Find the string "repository" in the records and copy each line where it occurs.

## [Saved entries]
/---

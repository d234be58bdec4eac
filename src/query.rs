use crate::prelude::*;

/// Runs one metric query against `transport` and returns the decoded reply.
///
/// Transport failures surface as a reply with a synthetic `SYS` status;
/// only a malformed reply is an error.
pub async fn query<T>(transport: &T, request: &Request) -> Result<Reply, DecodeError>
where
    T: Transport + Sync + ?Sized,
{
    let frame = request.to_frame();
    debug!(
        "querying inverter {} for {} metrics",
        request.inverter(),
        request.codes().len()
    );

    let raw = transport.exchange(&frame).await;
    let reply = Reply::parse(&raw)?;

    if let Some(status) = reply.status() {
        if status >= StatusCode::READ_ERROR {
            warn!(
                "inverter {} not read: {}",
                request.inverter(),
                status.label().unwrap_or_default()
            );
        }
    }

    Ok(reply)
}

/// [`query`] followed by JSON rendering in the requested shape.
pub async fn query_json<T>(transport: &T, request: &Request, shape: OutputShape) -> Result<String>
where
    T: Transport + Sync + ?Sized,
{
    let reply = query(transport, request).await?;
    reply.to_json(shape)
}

\---
/---

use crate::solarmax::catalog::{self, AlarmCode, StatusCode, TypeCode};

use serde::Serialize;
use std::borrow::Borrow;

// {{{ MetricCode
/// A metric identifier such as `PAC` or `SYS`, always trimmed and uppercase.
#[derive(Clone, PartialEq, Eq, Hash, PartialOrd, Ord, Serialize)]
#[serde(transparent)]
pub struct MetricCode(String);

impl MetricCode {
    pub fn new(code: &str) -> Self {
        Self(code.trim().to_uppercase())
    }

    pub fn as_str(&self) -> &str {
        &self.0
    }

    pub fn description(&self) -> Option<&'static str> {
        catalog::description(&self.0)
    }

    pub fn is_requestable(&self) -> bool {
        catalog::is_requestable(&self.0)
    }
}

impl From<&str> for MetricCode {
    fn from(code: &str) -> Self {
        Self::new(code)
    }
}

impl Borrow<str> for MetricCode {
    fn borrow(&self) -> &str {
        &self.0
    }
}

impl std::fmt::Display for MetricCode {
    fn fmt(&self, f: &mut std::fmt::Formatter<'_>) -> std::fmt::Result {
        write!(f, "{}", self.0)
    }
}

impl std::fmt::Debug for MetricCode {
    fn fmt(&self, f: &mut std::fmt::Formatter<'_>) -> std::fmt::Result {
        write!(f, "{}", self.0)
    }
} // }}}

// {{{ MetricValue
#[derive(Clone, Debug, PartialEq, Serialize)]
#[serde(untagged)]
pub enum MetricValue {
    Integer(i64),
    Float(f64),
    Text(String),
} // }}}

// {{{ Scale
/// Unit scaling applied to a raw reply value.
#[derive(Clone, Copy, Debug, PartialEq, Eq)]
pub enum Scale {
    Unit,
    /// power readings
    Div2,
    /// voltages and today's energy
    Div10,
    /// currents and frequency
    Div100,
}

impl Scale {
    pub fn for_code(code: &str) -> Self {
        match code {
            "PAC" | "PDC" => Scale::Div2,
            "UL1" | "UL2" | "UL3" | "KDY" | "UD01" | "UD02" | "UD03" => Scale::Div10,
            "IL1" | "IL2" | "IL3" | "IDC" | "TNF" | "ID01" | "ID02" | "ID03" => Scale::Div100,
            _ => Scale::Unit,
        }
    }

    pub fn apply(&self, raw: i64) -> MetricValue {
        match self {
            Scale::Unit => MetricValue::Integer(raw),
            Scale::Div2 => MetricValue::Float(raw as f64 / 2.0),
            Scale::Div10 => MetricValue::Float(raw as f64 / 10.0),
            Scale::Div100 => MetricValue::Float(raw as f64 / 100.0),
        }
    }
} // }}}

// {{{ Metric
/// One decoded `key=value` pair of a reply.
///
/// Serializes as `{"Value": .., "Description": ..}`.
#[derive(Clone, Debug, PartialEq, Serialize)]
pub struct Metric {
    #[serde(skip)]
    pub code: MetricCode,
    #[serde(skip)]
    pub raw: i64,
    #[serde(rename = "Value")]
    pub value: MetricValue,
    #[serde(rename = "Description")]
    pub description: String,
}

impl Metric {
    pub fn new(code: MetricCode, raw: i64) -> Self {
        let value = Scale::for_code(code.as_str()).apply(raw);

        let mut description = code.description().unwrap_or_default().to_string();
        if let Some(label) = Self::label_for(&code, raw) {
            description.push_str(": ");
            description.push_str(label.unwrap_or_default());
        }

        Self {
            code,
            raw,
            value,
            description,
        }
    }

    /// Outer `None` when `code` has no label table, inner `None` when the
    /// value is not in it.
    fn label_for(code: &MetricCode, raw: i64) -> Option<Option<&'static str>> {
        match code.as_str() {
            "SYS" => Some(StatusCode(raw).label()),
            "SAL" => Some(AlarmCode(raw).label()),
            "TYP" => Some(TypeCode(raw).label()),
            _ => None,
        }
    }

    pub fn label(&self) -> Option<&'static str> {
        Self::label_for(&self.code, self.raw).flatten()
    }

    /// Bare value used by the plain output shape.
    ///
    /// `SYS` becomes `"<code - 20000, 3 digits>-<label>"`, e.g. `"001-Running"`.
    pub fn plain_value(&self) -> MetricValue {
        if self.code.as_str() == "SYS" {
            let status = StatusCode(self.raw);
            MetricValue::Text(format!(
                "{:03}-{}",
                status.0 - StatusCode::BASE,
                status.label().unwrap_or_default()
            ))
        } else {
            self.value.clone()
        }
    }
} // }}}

\---
/---

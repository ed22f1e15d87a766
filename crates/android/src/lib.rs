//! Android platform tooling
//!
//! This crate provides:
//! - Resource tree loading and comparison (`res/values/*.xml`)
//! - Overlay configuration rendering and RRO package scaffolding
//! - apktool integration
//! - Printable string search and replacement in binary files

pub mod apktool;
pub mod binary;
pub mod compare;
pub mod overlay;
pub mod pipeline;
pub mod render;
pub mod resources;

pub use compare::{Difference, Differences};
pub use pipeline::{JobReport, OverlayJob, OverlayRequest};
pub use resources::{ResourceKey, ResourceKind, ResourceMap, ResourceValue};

\---

## [Result]
repository d234be58bdec4eac
repository ed22f1e15d87a766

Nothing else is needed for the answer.